Retry

Retry is a resiliency pattern that enables an application to shield transient issues from customers. This is done by retrying requests that are failing from temporary faults such as a pod is starting up. This guide describes how to implement retry policy in OSM.

Configuring Retry

OSM uses its Retry policy API to allow retries on traffic from a specified source (ServiceAccount) to one or more destinations (Service). Retry is only applicable to HTTP traffic. Using Envoy’s retry headers, OSM can implement retry for applications participating in the mesh.

The following retry configurations are supported:

  • Per Try Timeout: The time allowed for a retry to take before it is considered a failed attempt. The default uses the global route timeout. See Envoy’s documentation for additional information.

  • Retry Backoff Base Interval: The base interval for exponential retry back-off. Envoy uses a fully jittered exponential back-off algorithm. The backoff is randomly chosen from the range [0,(2**N-1)B], where N is the retry number and B is the base interval. The default is 25ms and the maximum interval is 10 times the base interval. See Envoy’s documentation for additional information.

  • Number of Retries: The maximum number of retries to attempt. The default is 1.

  • Retry On: Specifies the policy for when a failed request will be retried. Multiple policies can be specified by using a , delimited list. See Envoy’s documentation on retry on for additional information as well as a list of supported policies.

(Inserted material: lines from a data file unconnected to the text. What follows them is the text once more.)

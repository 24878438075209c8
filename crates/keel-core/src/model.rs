//! Persisted domain records.

use crate::error::WorkflowError;
use chrono::{DateTime, Utc};
use serde::{Deserialize, Serialize};
use uuid::Uuid;

/// A user-authored value statement used as a lens for decisions.
#[derive(Debug, Clone, Serialize, Deserialize, PartialEq)]
pub struct Principle {
    /// Opaque identifier, unique within the set.
    pub id: String,
    /// Short display title.
    pub title: String,
    /// Longer statement of what the value means in practice.
    pub description: String,
}

impl Principle {
    /// Create a principle with a fresh identifier.
    pub fn new(title: impl Into<String>, description: impl Into<String>) -> Self {
        Self {
            id: Uuid::new_v4().to_string(),
            title: title.into(),
            description: description.into(),
        }
    }
}

/// A principle-linked question plus the user's free-text answer.
///
/// Title and description are copies captured at analysis time, so editing a
/// principle later does not rewrite past records.
#[derive(Debug, Clone, Serialize, Deserialize, PartialEq)]
pub struct Reflection {
    /// Id of the principle the question was derived from.
    pub principle_id: String,
    /// Principle title at analysis time.
    pub principle_title: String,
    /// Principle description at analysis time.
    pub principle_description: String,
    /// Question generated for this principle.
    pub question: String,
    /// The user's answer, absent until filled in.
    #[serde(default)]
    pub answer: Option<String>,
}

impl Reflection {
    /// Build a reflection for a principle, denormalizing its fields.
    pub fn from_principle(principle: &Principle, question: impl Into<String>) -> Self {
        Self {
            principle_id: principle.id.clone(),
            principle_title: principle.title.clone(),
            principle_description: principle.description.clone(),
            question: question.into(),
            answer: None,
        }
    }

    /// Whether the answer is present and non-blank.
    pub fn is_answered(&self) -> bool {
        self.answer
            .as_deref()
            .is_some_and(|answer| !answer.trim().is_empty())
    }
}

/// An immutable archived outcome of one full workflow pass.
#[derive(Debug, Clone, Serialize, Deserialize, PartialEq)]
pub struct DecisionRecord {
    /// Record identifier.
    pub id: Uuid,
    /// Creation timestamp.
    pub date: DateTime<Utc>,
    /// The dilemma as the user described it.
    pub situation: String,
    /// All reflections, each with a non-empty answer.
    pub reflections: Vec<Reflection>,
    /// Synthesized advice text.
    pub final_advice: String,
}

impl DecisionRecord {
    /// Construct a record from a completed workflow pass.
    ///
    /// Every reflection must carry a non-empty answer; a record is never
    /// created from a partially answered draft.
    pub fn new(
        situation: impl Into<String>,
        reflections: Vec<Reflection>,
        final_advice: impl Into<String>,
    ) -> Result<Self, WorkflowError> {
        if reflections.iter().any(|reflection| !reflection.is_answered()) {
            return Err(WorkflowError::UnansweredReflection);
        }
        Ok(Self {
            id: Uuid::new_v4(),
            date: Utc::now(),
            situation: situation.into(),
            reflections,
            final_advice: final_advice.into(),
        })
    }
}

#[cfg(test)]
mod tests {
    use super::{DecisionRecord, Principle, Reflection};
    use crate::error::WorkflowError;
    use pretty_assertions::assert_eq;

    fn answered(principle: &Principle, answer: &str) -> Reflection {
        let mut reflection = Reflection::from_principle(principle, "why?");
        reflection.answer = Some(answer.to_string());
        reflection
    }

    #[test]
    fn reflection_denormalizes_principle_fields() {
        let principle = Principle::new("Courage", "Act despite fear");
        let reflection = Reflection::from_principle(&principle, "What scares you here?");
        assert_eq!(reflection.principle_id, principle.id);
        assert_eq!(reflection.principle_title, "Courage");
        assert_eq!(reflection.principle_description, "Act despite fear");
        assert_eq!(reflection.answer, None);
        assert!(!reflection.is_answered());
    }

    #[test]
    fn blank_answer_does_not_count_as_answered() {
        let principle = Principle::new("Courage", "Act despite fear");
        let mut reflection = Reflection::from_principle(&principle, "why?");
        reflection.answer = Some("   ".to_string());
        assert!(!reflection.is_answered());
    }

    #[test]
    fn record_requires_every_answer() {
        let principle = Principle::new("Courage", "Act despite fear");
        let unanswered = Reflection::from_principle(&principle, "why?");
        let result = DecisionRecord::new("quit my job?", vec![unanswered], "advice");
        assert_eq!(result.unwrap_err(), WorkflowError::UnansweredReflection);

        let record =
            DecisionRecord::new("quit my job?", vec![answered(&principle, "yes")], "advice")
                .expect("record");
        assert_eq!(record.final_advice, "advice");
        assert_eq!(record.reflections.len(), 1);
    }
}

To learn more about configuring retry, refer to the Retry policy demo and API documentation.

Examples

If requests from the bookbuyer service to bookstore-v1 service or bookstore-v2 service receive responses with a status code 5xx, then bookbuyer will retry the request 3 times. If an attempted retry takes longer than 3s it’s considered a failed attempt. Each retry has a delay period (backoff) before it is attempted calculated above. The backoff for all retries is capped at 10s.

kind: Retry
apiVersion: policy.openservicemesh.io/v1alpha1
metadata:
  name: retry
spec:
  source:
    kind: ServiceAccount
    name: bookbuyer
    namespace: bookbuyer
  destinations:
  - kind: Service
    name: bookstore
    namespace: bookstore-v1
  - kind: Service
    name: bookstore
    namespace: bookstore-v2
  retryPolicy:
    retryOn: "5xx"
    perTryTimeout: 3s
    numRetries: 3
    retryBackoffBaseInterval: 1s

If requests from the bookbuyer service to bookstore-v2 service receive responses with a status code 5xx or retriable-4xx (409), then bookbuyer will retry the request 5 times. If an attempted retry takes longer than 4s it’s considered a failed attempt. Each retry has a delay period (backoff) before it is attempted calculated above. The backoff for all retries is capped at 20ms.

kind: Retry
apiVersion: policy.openservicemesh.io/v1alpha1
metadata:
  name: retry
spec:
  source:
    kind: ServiceAccount
    name: bookbuyer
    namespace: bookbuyer
  destinations:
  - kind: Service
    name: bookstore
    namespace: bookstore-v2
  retryPolicy:
    retryOn: "5xx,retriable-4xx"
    perTryTimeout: 4s
    numRetries: 5
    retryBackoffBaseInterval: 2ms